Nothing outside the range below should be printed. Output exactly the lines from the line with "filename crates/reelfront-core/src/media/audio.rs" to the line with "pub fn pause(&mut", both included.

[Data for review]

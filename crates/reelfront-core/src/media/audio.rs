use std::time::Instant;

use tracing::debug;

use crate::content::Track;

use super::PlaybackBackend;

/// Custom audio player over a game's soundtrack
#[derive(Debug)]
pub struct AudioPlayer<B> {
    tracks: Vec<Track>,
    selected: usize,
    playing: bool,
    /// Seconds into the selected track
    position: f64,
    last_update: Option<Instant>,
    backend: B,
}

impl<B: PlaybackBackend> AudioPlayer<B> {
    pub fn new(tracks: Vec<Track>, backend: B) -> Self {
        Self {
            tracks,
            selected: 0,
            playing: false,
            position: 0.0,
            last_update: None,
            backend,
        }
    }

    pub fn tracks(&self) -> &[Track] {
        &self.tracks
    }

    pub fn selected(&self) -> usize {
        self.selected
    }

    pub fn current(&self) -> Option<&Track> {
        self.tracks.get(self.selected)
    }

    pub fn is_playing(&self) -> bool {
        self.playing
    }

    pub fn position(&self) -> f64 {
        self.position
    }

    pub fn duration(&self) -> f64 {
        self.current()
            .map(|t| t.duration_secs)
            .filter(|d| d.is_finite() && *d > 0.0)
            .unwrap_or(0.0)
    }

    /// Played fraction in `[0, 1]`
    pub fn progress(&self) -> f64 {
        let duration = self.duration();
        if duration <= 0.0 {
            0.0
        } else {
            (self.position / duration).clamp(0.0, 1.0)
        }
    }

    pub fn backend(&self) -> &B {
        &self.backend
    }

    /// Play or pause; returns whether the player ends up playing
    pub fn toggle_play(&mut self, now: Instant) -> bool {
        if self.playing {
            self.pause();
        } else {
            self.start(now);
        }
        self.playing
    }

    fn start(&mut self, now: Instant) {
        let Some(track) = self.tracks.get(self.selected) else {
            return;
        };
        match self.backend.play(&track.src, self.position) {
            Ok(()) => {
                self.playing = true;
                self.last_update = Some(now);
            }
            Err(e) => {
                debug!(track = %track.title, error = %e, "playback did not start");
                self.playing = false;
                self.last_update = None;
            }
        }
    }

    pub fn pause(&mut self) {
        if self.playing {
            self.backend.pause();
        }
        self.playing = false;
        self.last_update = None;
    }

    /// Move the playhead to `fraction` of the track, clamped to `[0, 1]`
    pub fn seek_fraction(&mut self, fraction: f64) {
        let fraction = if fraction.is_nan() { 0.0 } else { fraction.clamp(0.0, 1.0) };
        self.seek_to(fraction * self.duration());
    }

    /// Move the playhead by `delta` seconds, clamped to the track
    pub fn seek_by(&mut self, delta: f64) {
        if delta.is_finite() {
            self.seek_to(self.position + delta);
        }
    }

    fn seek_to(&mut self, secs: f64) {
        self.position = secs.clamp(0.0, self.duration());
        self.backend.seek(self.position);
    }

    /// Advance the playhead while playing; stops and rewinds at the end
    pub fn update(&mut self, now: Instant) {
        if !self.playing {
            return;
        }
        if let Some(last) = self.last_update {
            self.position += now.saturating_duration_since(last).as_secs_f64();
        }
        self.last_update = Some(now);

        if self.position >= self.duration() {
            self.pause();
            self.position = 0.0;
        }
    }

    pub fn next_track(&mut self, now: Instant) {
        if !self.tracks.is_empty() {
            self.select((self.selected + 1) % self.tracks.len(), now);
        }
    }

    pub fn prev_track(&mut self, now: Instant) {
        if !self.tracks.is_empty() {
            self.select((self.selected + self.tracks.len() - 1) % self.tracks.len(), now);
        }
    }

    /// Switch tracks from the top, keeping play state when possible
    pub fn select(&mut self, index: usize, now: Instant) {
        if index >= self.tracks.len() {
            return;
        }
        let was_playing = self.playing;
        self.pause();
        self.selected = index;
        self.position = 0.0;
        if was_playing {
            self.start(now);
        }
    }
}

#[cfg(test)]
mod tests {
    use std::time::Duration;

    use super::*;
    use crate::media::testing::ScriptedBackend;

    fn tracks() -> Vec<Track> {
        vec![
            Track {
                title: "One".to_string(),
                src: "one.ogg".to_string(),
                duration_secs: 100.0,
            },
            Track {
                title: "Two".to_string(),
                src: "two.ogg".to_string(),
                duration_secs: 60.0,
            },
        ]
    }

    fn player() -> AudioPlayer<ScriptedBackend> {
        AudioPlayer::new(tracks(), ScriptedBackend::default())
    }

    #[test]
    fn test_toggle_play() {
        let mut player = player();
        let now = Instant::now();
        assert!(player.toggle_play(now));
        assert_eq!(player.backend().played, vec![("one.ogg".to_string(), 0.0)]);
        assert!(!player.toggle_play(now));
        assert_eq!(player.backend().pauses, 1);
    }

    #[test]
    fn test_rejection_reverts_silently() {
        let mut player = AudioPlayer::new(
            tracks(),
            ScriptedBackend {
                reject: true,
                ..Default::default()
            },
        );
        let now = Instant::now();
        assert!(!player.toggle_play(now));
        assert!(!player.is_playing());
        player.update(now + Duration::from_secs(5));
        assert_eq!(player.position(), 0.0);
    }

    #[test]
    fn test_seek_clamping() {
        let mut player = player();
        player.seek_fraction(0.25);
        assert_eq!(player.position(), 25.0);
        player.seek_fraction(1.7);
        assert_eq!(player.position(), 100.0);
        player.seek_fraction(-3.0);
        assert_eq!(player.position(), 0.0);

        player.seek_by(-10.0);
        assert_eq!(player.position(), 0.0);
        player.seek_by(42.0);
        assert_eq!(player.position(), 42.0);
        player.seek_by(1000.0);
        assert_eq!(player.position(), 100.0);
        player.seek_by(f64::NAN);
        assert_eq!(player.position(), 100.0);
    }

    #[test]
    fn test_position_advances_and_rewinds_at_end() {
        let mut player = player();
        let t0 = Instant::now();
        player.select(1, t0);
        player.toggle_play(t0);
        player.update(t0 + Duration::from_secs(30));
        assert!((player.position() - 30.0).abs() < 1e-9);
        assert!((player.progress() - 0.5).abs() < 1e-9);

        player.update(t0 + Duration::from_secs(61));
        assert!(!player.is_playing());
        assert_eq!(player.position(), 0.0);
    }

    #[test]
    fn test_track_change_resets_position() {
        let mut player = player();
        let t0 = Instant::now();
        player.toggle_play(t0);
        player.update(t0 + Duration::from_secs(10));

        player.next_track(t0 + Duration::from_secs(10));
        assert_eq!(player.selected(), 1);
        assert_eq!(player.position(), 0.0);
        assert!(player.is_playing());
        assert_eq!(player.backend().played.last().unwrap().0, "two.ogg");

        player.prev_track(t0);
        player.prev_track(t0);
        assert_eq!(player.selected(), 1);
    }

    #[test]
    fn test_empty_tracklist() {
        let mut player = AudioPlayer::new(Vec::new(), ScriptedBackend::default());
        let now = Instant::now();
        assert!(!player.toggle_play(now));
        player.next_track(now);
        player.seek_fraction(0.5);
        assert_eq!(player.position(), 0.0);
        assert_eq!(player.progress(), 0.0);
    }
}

[/Data for review]
[Data for review]

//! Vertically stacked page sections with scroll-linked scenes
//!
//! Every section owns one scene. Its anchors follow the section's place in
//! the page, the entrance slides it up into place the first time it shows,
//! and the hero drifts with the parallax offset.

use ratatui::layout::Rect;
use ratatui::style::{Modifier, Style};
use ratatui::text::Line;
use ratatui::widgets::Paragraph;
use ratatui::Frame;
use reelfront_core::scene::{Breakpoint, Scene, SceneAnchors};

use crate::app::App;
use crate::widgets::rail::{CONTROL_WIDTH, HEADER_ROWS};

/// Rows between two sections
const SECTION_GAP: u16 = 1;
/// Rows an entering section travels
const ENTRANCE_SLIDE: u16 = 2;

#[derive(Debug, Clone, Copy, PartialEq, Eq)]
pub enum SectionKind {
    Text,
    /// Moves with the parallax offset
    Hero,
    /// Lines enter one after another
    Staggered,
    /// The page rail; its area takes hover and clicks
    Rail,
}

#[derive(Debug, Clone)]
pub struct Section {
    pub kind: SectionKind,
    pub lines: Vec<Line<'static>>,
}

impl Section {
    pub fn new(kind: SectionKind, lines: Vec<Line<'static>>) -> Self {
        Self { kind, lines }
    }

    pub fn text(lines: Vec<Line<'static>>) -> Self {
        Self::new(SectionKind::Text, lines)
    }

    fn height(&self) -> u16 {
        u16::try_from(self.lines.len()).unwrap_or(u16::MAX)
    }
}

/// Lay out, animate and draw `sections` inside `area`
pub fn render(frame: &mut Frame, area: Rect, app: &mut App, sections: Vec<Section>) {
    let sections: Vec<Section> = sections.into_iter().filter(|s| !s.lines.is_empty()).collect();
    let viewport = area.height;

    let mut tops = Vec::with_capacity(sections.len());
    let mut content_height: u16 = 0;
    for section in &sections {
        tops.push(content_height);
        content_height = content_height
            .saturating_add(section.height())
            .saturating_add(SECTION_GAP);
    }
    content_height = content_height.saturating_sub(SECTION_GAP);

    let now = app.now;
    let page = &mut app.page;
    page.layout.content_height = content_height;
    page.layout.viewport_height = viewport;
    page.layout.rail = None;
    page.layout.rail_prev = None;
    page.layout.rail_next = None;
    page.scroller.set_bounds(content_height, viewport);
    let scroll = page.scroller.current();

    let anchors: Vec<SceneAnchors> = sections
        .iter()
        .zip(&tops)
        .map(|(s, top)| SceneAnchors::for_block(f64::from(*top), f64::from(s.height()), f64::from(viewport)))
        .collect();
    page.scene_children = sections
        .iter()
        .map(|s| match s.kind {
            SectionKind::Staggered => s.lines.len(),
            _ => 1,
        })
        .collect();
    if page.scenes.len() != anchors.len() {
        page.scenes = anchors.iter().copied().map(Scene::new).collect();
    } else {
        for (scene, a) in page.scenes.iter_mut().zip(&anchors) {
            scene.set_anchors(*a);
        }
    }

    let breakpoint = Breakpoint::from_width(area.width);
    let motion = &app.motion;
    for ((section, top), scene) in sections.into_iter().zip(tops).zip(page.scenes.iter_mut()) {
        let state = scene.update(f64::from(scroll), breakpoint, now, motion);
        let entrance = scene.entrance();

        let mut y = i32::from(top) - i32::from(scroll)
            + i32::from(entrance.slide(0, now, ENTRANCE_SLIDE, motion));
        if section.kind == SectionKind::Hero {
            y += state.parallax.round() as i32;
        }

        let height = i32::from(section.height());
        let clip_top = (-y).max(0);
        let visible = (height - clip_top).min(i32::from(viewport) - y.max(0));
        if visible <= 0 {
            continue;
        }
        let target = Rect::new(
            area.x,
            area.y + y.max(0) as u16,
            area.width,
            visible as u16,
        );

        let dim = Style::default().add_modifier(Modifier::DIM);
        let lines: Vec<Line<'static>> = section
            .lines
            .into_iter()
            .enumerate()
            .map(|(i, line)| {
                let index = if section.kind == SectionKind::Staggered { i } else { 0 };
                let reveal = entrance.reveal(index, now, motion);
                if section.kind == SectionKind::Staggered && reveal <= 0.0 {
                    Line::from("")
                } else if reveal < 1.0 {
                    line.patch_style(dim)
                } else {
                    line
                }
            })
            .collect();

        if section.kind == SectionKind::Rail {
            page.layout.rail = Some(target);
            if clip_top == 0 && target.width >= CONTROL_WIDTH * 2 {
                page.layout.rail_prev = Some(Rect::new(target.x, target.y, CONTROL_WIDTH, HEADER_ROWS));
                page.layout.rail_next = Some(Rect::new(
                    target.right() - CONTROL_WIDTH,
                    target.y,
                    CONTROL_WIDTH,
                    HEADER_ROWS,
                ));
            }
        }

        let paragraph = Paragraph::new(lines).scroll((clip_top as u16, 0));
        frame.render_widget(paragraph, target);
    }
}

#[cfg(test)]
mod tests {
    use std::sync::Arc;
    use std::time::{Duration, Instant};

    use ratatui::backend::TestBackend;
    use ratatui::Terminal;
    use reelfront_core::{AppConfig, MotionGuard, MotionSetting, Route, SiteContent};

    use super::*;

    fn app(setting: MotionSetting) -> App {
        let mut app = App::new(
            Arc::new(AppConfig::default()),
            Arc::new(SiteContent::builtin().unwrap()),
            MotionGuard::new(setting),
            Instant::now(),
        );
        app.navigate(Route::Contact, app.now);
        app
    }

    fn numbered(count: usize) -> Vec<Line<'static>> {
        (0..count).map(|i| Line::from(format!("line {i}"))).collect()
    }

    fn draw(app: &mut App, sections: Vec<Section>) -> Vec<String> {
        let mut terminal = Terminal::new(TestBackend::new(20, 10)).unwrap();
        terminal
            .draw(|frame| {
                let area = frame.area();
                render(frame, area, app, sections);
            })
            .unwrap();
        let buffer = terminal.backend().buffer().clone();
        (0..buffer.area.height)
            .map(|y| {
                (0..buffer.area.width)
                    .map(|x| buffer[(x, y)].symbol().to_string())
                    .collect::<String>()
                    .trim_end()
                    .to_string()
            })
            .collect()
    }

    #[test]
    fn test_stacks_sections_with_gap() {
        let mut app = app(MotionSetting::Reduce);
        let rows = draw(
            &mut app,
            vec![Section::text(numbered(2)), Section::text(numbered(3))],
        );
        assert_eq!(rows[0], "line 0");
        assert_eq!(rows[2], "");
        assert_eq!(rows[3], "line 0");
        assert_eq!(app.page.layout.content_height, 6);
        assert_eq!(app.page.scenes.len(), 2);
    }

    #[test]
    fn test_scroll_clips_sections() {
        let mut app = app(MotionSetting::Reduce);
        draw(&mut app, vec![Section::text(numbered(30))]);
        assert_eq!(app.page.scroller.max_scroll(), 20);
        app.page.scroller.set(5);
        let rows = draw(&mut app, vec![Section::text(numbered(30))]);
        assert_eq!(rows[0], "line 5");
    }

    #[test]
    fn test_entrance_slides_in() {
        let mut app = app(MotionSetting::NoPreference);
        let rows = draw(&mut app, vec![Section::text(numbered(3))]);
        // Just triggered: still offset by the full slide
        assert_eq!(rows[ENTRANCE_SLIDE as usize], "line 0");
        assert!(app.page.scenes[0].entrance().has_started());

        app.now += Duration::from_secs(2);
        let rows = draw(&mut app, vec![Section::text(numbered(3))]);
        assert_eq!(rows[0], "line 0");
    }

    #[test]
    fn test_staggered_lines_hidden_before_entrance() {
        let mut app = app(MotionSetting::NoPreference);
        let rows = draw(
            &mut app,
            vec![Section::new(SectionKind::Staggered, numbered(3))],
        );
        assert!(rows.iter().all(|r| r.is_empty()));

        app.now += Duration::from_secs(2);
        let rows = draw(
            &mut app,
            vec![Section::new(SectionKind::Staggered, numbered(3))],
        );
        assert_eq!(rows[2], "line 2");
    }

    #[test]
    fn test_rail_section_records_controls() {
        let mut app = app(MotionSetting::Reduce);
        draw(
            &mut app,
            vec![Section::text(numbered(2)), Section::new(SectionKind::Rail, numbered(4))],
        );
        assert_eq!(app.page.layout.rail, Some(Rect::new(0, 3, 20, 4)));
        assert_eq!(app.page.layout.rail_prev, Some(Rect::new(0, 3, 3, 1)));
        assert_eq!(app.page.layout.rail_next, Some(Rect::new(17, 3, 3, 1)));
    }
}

[/Data for review]

### Response below:
filename crates/reelfront-core/src/media/audio.rs
use std::time::Instant;

use tracing::debug;

use crate::content::Track;

use super::PlaybackBackend;

/// Custom audio player over a game's soundtrack
#[derive(Debug)]
pub struct AudioPlayer<B> {
    tracks: Vec<Track>,
    selected: usize,
    playing: bool,
    /// Seconds into the selected track
    position: f64,
    last_update: Option<Instant>,
    backend: B,
}

impl<B: PlaybackBackend> AudioPlayer<B> {
    pub fn new(tracks: Vec<Track>, backend: B) -> Self {
        Self {
            tracks,
            selected: 0,
            playing: false,
            position: 0.0,
            last_update: None,
            backend,
        }
    }

    pub fn tracks(&self) -> &[Track] {
        &self.tracks
    }

    pub fn selected(&self) -> usize {
        self.selected
    }

    pub fn current(&self) -> Option<&Track> {
        self.tracks.get(self.selected)
    }

    pub fn is_playing(&self) -> bool {
        self.playing
    }

    pub fn position(&self) -> f64 {
        self.position
    }

    pub fn duration(&self) -> f64 {
        self.current()
            .map(|t| t.duration_secs)
            .filter(|d| d.is_finite() && *d > 0.0)
            .unwrap_or(0.0)
    }

    /// Played fraction in `[0, 1]`
    pub fn progress(&self) -> f64 {
        let duration = self.duration();
        if duration <= 0.0 {
            0.0
        } else {
            (self.position / duration).clamp(0.0, 1.0)
        }
    }

    pub fn backend(&self) -> &B {
        &self.backend
    }

    /// Play or pause; returns whether the player ends up playing
    pub fn toggle_play(&mut self, now: Instant) -> bool {
        if self.playing {
            self.pause();
        } else {
            self.start(now);
        }
        self.playing
    }

    fn start(&mut self, now: Instant) {
        let Some(track) = self.tracks.get(self.selected) else {
            return;
        };
        match self.backend.play(&track.src, self.position) {
            Ok(()) => {
                self.playing = true;
                self.last_update = Some(now);
            }
            Err(e) => {
                debug!(track = %track.title, error = %e, "playback did not start");
                self.playing = false;
                self.last_update = None;
            }
        }
    }

    pub fn pause(&mut self) {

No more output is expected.